[Opening The data section]
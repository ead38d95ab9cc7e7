//! Shared test harness for integration tests.
//!
//! Every provider is pointed at a single [`MockServer`]; the three APIs use
//! disjoint paths so one server can play all of them. [`TestHarness`] builds
//! a full [`AppContext`] from that config, and [`TestHarness::with_server`]
//! starts Axum on a random port for HTTP-level testing.

#![allow(dead_code)]

use std::net::SocketAddr;
use std::time::Duration;

use reelsearch::config::Config;
use reelsearch::server::{create_router, AppContext};
use serde_json::json;
use wiremock::matchers::{method, path, query_param};
use wiremock::{Mock, MockServer, ResponseTemplate};

pub const RT_KEY: &str = "rt-key";
pub const TMDB_KEY: &str = "tmdb-key";
pub const TVDB_KEY: &str = "tvdb-key";

/// Config with all three providers enabled against `server`.
pub fn config_for(server: &MockServer) -> Config {
    let mut config = Config::default();
    config.search.timeout_secs = 5;

    config.providers.rotten_tomatoes.api_key = RT_KEY.into();
    config.providers.rotten_tomatoes.base_url = server.uri();

    config.providers.tmdb.api_key = TMDB_KEY.into();
    config.providers.tmdb.base_url = server.uri();
    config.providers.tmdb.requests_per_second = 100;

    config.providers.tvdb.api_key = TVDB_KEY.into();
    config.providers.tvdb.base_url = server.uri();
    config
}

/// Rotten Tomatoes answers `q` with one Inception record (bare IMDB id).
pub async fn mount_rotten_tomatoes_inception(server: &MockServer) {
    Mock::given(method("GET"))
        .and(path("/movies.json"))
        .and(query_param("apikey", RT_KEY))
        .and(query_param("q", "Inception"))
        .respond_with(ResponseTemplate::new(200).set_body_json(json!({
            "total": 1,
            "movies": [{
                "id": "12897",
                "title": "Inception",
                "synopsis": "A thief who steals corporate secrets through dreams.",
                "alternate_ids": { "imdb": "1375666" },
                "abridged_cast": [
                    { "name": "Leonardo DiCaprio", "characters": ["Cobb"] },
                    { "name": "Joseph Gordon-Levitt" }
                ],
                "posters": {
                    "thumbnail": "http://content.rottentomatoes.com/inception_tmb.jpg",
                    "original": "http://content.rottentomatoes.com/inception_ori.jpg"
                }
            }]
        })))
        .mount(server)
        .await;
}

/// TMDB search, detail, and credits for Inception (movie 27205).
pub async fn mount_tmdb_inception(server: &MockServer) {
    Mock::given(method("GET"))
        .and(path("/search/movie"))
        .and(query_param("api_key", TMDB_KEY))
        .and(query_param("query", "Inception"))
        .respond_with(ResponseTemplate::new(200).set_body_json(json!({
            "page": 1,
            "results": [{ "id": 27205, "title": "Inception" }]
        })))
        .mount(server)
        .await;

    Mock::given(method("GET"))
        .and(path("/movie/27205"))
        .respond_with(ResponseTemplate::new(200).set_body_json(json!({
            "id": 27205,
            "imdb_id": "tt1375666",
            "overview": "Cobb, a skilled thief, is offered a chance at redemption.",
            "poster_path": "/9gk7adHYeDvHkCSEqAvQNLV5Uge.jpg"
        })))
        .mount(server)
        .await;

    Mock::given(method("GET"))
        .and(path("/movie/27205/credits"))
        .respond_with(ResponseTemplate::new(200).set_body_json(json!({
            "id": 27205,
            "cast": [
                { "cast_id": 1, "name": "Leonardo DiCaprio", "character": "Cobb" },
                { "cast_id": 3, "name": "Ken Watanabe", "character": "Saito" }
            ],
            "crew": [{ "name": "Christopher Nolan", "job": "Director" }]
        })))
        .mount(server)
        .await;
}

/// TheTVDB finds no series for any query.
pub async fn mount_tvdb_empty(server: &MockServer) {
    Mock::given(method("GET"))
        .and(path("/GetSeries.php"))
        .respond_with(
            ResponseTemplate::new(200)
                .insert_header("content-type", "text/xml")
                .set_body_string(r#"<?xml version="1.0" encoding="UTF-8" ?><Data></Data>"#),
        )
        .mount(server)
        .await;
}

/// TheTVDB series search that only answers after `delay`.
pub async fn mount_tvdb_slow(server: &MockServer, delay: Duration) {
    Mock::given(method("GET"))
        .and(path("/GetSeries.php"))
        .respond_with(
            ResponseTemplate::new(200)
                .set_body_string("<Data></Data>")
                .set_delay(delay),
        )
        .mount(server)
        .await;
}

/// Test harness wrapping a fully-constructed [`AppContext`].
pub struct TestHarness {
    pub ctx: AppContext,
}

impl TestHarness {
    pub fn with_config(config: Config) -> Self {
        let ctx = AppContext::from_config(config).expect("failed to build app context");
        Self { ctx }
    }

    /// Start an Axum server on a random port and return the harness together
    /// with the bound socket address.
    pub async fn with_server(config: Config) -> (Self, SocketAddr) {
        let harness = Self::with_config(config);
        let app = create_router(harness.ctx.clone());

        let listener = tokio::net::TcpListener::bind("127.0.0.1:0")
            .await
            .expect("failed to bind random port");
        let addr = listener.local_addr().expect("failed to get local addr");

        tokio::spawn(async move {
            axum::serve(listener, app).await.ok();
        });

        (harness, addr)
    }
}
[Closing The data section]
Aim of the exercise. The answer should hold only the lines from the start of the records above through the line containing "let mut config = Config::default();", each set down exactly.

Problem solution.
repository ead38d95ab9cc7e7
//! Shared test harness for integration tests.
//!
//! Every provider is pointed at a single [`MockServer`]; the three APIs use
//! disjoint paths so one server can play all of them. [`TestHarness`] builds
//! a full [`AppContext`] from that config, and [`TestHarness::with_server`]
//! starts Axum on a random port for HTTP-level testing.

#![allow(dead_code)]

use std::net::SocketAddr;
use std::time::Duration;

use reelsearch::config::Config;
use reelsearch::server::{create_router, AppContext};
use serde_json::json;
use wiremock::matchers::{method, path, query_param};
use wiremock::{Mock, MockServer, ResponseTemplate};

pub const RT_KEY: &str = "rt-key";
pub const TMDB_KEY: &str = "tmdb-key";
pub const TVDB_KEY: &str = "tvdb-key";

/// Config with all three providers enabled against `server`.
pub fn config_for(server: &MockServer) -> Config {
    let mut config = Config::default();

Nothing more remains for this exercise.